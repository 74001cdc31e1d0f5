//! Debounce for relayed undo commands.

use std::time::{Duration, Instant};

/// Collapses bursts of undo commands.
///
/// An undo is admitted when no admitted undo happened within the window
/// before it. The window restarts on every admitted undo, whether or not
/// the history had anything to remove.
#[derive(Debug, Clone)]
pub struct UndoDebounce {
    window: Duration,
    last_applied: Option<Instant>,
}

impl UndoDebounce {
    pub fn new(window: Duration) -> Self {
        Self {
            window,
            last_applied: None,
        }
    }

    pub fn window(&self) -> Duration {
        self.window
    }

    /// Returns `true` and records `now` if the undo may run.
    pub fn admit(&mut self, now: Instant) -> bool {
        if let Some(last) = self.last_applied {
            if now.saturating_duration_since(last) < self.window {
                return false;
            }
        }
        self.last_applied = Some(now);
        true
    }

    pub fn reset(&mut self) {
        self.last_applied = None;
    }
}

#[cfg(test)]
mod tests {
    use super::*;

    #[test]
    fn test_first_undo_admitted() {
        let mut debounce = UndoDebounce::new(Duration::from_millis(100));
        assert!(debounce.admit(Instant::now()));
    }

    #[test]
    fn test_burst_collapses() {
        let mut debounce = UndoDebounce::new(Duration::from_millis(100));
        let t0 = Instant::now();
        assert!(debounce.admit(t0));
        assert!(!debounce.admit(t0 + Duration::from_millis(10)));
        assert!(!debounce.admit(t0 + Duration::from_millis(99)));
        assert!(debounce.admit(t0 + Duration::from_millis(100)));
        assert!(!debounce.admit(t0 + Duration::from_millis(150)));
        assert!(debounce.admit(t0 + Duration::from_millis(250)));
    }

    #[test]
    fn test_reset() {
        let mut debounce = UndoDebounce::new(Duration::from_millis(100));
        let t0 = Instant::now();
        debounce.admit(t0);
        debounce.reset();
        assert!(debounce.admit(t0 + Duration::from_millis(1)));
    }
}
...
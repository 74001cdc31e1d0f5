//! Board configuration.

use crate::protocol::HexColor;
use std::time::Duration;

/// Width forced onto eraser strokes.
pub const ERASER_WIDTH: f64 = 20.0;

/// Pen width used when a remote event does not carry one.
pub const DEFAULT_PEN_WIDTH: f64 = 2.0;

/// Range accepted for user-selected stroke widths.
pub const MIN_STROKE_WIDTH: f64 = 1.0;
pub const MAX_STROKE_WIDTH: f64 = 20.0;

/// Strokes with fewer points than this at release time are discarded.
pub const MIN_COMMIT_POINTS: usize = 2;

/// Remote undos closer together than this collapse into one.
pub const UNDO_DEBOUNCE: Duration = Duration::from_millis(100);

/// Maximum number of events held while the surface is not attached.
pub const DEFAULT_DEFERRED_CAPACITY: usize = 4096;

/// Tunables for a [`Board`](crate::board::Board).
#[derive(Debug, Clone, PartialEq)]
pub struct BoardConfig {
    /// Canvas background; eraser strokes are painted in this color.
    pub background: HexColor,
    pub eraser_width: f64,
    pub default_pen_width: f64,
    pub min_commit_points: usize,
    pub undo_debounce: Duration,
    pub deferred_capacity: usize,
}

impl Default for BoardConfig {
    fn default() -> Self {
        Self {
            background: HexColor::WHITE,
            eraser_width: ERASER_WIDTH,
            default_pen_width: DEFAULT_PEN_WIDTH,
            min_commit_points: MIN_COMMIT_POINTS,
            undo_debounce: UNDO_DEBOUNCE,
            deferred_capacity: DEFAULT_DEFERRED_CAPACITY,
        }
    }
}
* * *
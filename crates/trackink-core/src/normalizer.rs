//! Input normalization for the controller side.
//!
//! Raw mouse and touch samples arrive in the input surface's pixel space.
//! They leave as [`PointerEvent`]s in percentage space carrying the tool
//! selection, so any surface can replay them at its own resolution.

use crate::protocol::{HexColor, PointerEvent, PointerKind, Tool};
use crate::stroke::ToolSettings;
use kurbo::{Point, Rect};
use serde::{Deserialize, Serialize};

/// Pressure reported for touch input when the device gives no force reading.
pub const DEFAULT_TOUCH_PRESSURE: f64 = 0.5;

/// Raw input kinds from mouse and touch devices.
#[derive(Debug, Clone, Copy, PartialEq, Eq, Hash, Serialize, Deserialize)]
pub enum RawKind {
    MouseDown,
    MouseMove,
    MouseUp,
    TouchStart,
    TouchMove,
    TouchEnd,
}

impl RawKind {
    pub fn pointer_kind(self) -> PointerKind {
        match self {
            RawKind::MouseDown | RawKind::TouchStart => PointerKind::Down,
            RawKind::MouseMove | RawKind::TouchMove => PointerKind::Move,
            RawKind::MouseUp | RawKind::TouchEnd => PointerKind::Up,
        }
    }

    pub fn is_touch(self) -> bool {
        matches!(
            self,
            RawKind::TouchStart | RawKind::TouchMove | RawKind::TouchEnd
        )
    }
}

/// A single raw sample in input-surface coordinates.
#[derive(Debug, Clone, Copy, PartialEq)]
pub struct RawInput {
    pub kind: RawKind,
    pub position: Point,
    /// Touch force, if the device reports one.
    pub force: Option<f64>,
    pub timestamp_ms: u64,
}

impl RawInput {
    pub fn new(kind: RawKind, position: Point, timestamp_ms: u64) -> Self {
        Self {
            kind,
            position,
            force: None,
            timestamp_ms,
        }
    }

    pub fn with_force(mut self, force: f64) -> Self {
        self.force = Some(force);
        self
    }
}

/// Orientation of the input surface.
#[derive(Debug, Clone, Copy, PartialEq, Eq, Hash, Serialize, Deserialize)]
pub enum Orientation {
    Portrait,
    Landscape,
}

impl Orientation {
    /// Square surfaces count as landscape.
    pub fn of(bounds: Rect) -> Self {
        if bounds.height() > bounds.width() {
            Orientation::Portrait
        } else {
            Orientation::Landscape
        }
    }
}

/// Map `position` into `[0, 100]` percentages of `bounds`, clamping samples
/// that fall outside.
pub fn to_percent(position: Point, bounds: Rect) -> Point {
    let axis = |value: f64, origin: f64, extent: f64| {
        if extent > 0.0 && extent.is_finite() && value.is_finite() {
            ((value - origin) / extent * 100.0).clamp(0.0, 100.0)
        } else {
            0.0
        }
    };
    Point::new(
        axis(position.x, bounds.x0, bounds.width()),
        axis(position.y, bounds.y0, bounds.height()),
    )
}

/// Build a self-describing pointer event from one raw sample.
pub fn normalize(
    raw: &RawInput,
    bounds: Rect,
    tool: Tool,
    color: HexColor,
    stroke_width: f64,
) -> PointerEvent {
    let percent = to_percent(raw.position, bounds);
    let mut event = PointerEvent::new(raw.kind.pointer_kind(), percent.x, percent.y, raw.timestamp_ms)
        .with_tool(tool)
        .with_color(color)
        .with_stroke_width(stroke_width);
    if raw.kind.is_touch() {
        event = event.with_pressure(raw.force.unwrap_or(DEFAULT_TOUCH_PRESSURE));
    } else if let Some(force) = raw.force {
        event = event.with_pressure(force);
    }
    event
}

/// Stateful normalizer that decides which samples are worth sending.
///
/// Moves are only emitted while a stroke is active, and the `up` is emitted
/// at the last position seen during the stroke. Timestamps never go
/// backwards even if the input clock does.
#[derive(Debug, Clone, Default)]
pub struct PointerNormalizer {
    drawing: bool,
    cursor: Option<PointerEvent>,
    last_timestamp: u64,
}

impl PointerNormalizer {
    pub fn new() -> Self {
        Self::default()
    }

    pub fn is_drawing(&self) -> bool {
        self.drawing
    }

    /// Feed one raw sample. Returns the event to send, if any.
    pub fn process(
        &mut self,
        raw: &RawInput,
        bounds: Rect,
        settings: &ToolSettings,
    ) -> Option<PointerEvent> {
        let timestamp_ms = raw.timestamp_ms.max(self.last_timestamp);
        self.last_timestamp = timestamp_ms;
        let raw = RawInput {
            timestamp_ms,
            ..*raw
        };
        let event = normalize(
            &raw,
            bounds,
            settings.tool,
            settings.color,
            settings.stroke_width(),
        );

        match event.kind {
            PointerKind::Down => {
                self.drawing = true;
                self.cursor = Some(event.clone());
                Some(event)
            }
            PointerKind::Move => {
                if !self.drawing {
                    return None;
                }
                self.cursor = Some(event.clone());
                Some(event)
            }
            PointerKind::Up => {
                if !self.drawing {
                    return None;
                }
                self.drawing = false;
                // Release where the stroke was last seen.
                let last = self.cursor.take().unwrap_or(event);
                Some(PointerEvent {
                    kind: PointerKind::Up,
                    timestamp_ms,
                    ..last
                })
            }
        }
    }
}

-- Exercise instructions --
Answer with a single number: the count of lines in the records that contain "protocol".

-- Task result --
2